Buried in the statistics of a new Pew survey, which informed TIME’s current cover story, are a bunch of interesting numbers about how men feel about marriage. And on the whole, guys seem to be fonder of the institution into which they were allegedly drafted than women. (More on Time.com: Can an iPhone App Save Your Marriage?)

For example, 38% of men say it’s easier for a married person to find happiness than a single person, while only 22% of women feel that way. (This doesn’t mean that 62% of men think it’s easier for a single person to find happiness, however; the biggest chunk think married and unmarried people have about an equal shot at happiness.) More men than women believe it’s easier for married people to raise children, get ahead in a career and be socially accepted. (Read TIME’s 2009 cover story, “Is There Hope for the American Marriage?“)

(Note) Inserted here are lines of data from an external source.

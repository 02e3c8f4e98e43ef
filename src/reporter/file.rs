use anyhow::Ok;
use tokio::{fs::File, io::AsyncWriteExt};

use crate::models::RunReport;

pub struct FileReporter;

impl FileReporter {
    pub async fn save(report: &RunReport, path: &str) -> anyhow::Result<()> {
        let mut file = File::create(path).await?;
        file.write_all(Self::render(report).as_bytes()).await?;
        file.flush().await?;

        Ok(())
    }

    pub fn render(report: &RunReport) -> String {
        let mut buffer = String::new();

        buffer.push_str("--- Pipeline Report ---\n\n");
        buffer.push_str(&format!("Dataset: {}\n", report.dataset));
        buffer.push_str(&format!(
            "Outcome: {} | Duration {}s\n\n",
            if report.is_success() { "Completed" } else { "Stopped" },
            report.elapsed
        ));

        for step in report.step_reports.iter() {
            buffer.push_str(&format!(
                "Step: {} | Status {:?} | Progress {:.0}% | Logs {} | View {}\n",
                step.id,
                step.status,
                step.progress,
                report.logs.get(&step.id).map_or(0, Vec::len),
                step.visualization.as_str(),
            ));
        }

        buffer
    }
}
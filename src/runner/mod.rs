pub mod controller;
pub mod driver;
pub mod easing;
pub mod logs;
pub mod metrics;

pub use controller::*;
pub use driver::*;
pub use easing::*;
pub use logs::*;
pub use metrics::*;
use std::collections::HashMap;

use crate::{
    models::{RunSnapshot, StepStatus},
    visuals::VisualizationKind,
};

#[derive(Debug, Clone, PartialEq)]
pub struct RunReport {
    pub dataset: String,
    pub step_reports: Vec<StepReport>,
    pub logs: HashMap<String, Vec<String>>,
    pub completed: bool,
    pub elapsed: u64,
}

impl RunReport {
    pub fn from_snapshot(
        snapshot: &RunSnapshot,
        logs: HashMap<String, Vec<String>>,
        elapsed: u64,
    ) -> Self {
        Self {
            dataset: snapshot.dataset.clone(),
            step_reports: snapshot
                .steps
                .iter()
                .map(|step| StepReport {
                    id: step.id().to_string(),
                    name: step.definition.name.clone(),
                    status: step.status,
                    progress: step.progress,
                    visualization: step.definition.visualization,
                })
                .collect(),
            logs,
            completed: snapshot.is_completed,
            elapsed,
        }
    }

    pub fn is_success(&self) -> bool {
        self.completed
            && self
                .step_reports
                .iter()
                .all(|step| step.status == StepStatus::Completed)
    }
}

#[derive(Debug, Clone, PartialEq)]
pub struct StepReport {
    pub id: String,
    pub name: String,
    pub status: StepStatus,
    pub progress: f64,
    pub visualization: VisualizationKind,
}

impl StepReport {
    pub fn icon(&self) -> &'static str {
        match self.status {
            StepStatus::Completed => "✅",
            StepStatus::Running => "🔄",
            StepStatus::Pending => "⏭️",
            StepStatus::Error => "❌",
        }
    }
}

#[cfg(test)]
mod tests {
    use std::sync::Arc;

    use super::*;
    use crate::models::{RunPhase, StepDefinition, StepRuntimeState, SyntheticMetrics};

    #[test]
    fn report_carries_each_step_view() {
        let definition = StepDefinition::new("read-merging", "Read Merging", 10.0)
            .with_visualization(VisualizationKind::ReadMerging);
        let mut step = StepRuntimeState::pending(Arc::new(definition));
        step.status = StepStatus::Completed;
        step.progress = 100.0;

        let snapshot = RunSnapshot {
            dataset: "Kermadec Trench".to_string(),
            steps: vec![step],
            current_step_index: 0,
            phase: RunPhase::RunComplete,
            is_running: false,
            is_completed: true,
            revealed_log_index: 0,
            metrics: SyntheticMetrics::default(),
        };

        let report = RunReport::from_snapshot(&snapshot, HashMap::new(), 3);
        assert!(report.is_success());
        assert_eq!(report.step_reports[0].visualization, VisualizationKind::ReadMerging);
        assert_eq!(report.step_reports[0].icon(), "✅");
    }
}
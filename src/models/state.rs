use std::sync::Arc;

use crate::models::{StepDefinition, SyntheticMetrics};

const PROGRESS_MILESTONES: [f64; 5] = [0.0, 25.0, 50.0, 75.0, 100.0];

#[derive(Debug, Clone, Copy, PartialEq, Eq)]
pub enum StepStatus {
    Pending,
    Running,
    Completed,
    /// Reserved for simulated failures; nothing in the driver produces it yet.
    Error,
}

#[derive(Debug, Clone, PartialEq)]
pub struct StepRuntimeState {
    pub definition: Arc<StepDefinition>,
    pub status: StepStatus,
    pub progress: f64,
    pub current_message: Option<String>,
}

impl StepRuntimeState {
    pub fn pending(definition: Arc<StepDefinition>) -> Self {
        Self {
            definition,
            status: StepStatus::Pending,
            progress: 0.0,
            current_message: None,
        }
    }

    pub fn id(&self) -> &str {
        &self.definition.id
    }
}

/// Where the driver currently sits in its lifecycle.
#[derive(Debug, Clone, Copy, PartialEq, Eq)]
pub enum RunPhase {
    Idle,
    StepRunning(usize),
    StepCompletedPause(usize),
    RunComplete,
    Stopped(usize),
}

/// Point-in-time copy of everything a display layer may read.
#[derive(Debug, Clone)]
pub struct RunSnapshot {
    pub dataset: String,
    pub steps: Vec<StepRuntimeState>,
    pub current_step_index: usize,
    pub phase: RunPhase,
    pub is_running: bool,
    pub is_completed: bool,
    pub revealed_log_index: usize,
    pub metrics: SyntheticMetrics,
}

impl RunSnapshot {
    pub fn current_step(&self) -> Option<&StepRuntimeState> {
        self.steps.get(self.current_step_index)
    }

    /// Log lines of the active step visible so far, oldest first.
    pub fn revealed_logs(&self) -> &[String] {
        match self.current_step() {
            Some(step) if step.status != StepStatus::Pending => {
                let logs = &step.definition.logs;
                let end = (self.revealed_log_index + 1).min(logs.len());
                &logs[..end]
            }
            _ => &[],
        }
    }
}

/// Index into `details` of the caption reached at `progress`.
///
/// The caption advances at each 25% milestone; anything at or past 100 maps
/// to the last caption. Returns `None` when there are no captions.
pub fn message_index(progress: f64, detail_count: usize) -> Option<usize> {
    if detail_count == 0 {
        return None;
    }

    let last = detail_count - 1;
    let index = match PROGRESS_MILESTONES.iter().position(|m| progress < *m) {
        Some(milestone) => milestone.saturating_sub(1),
        None => last,
    };

    Some(index.min(last))
}

pub fn message_for(progress: f64, details: &[String]) -> Option<String> {
    message_index(progress, details.len()).map(|i| details[i].clone())
}

#[cfg(test)]
mod tests {
    use super::*;

    #[test]
    fn message_index_at_milestone_boundaries() {
        assert_eq!(message_index(0.0, 4), Some(0));
        assert_eq!(message_index(24.9, 4), Some(0));
        assert_eq!(message_index(25.0, 4), Some(1));
        assert_eq!(message_index(50.0, 4), Some(2));
        assert_eq!(message_index(75.0, 4), Some(3));
        assert_eq!(message_index(99.9, 4), Some(3));
        assert_eq!(message_index(100.0, 4), Some(3));
    }

    #[test]
    fn message_index_degrades_with_few_details() {
        assert_eq!(message_index(60.0, 1), Some(0));
        assert_eq!(message_index(100.0, 1), Some(0));
        assert_eq!(message_index(60.0, 2), Some(1));
        assert_eq!(message_index(10.0, 2), Some(0));
        assert_eq!(message_index(50.0, 0), None);
    }

    #[test]
    fn at_full_progress_the_last_of_many_details_wins() {
        assert_eq!(message_index(80.0, 8), Some(3));
        assert_eq!(message_index(100.0, 8), Some(7));
    }

    #[test]
    fn message_for_returns_caption() {
        let details = vec!["a".to_string(), "b".to_string()];
        assert_eq!(message_for(30.0, &details).as_deref(), Some("b"));
        assert_eq!(message_for(30.0, &[]), None);
    }
}
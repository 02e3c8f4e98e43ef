pub mod logger;
pub mod models;
pub mod reporter;
pub mod runner;
pub mod storage;
pub mod ui;
pub mod visuals;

That’s regarding marriage in general, of course. Those men may simply be saying society generally accords higher status to married people than singletons. But when asked more personal questions, men were still more positive about life in a legal union. Twice as many divorced or widowed men (32%) than women in the same position (16%) say they want to get married again. (Again, that doesn’t mean all of the others said they didn’t want to get married again. There was a third choice: not sure. Roughly a third of men were in each category. More than half the women weren’t sure.) (More on Time.com: 5 Little-Known Truths About American Sex Lives)

Even with all the changes in the structure of a marriage brought on by the rising economic independence of women, and all the vexation it has caused on the home front trying to figure out what those changes mean, most of the men surveyed (55%) said they had a closer relationship with their spouse than their parents did. Interestingly, only 46% of women felt the same way.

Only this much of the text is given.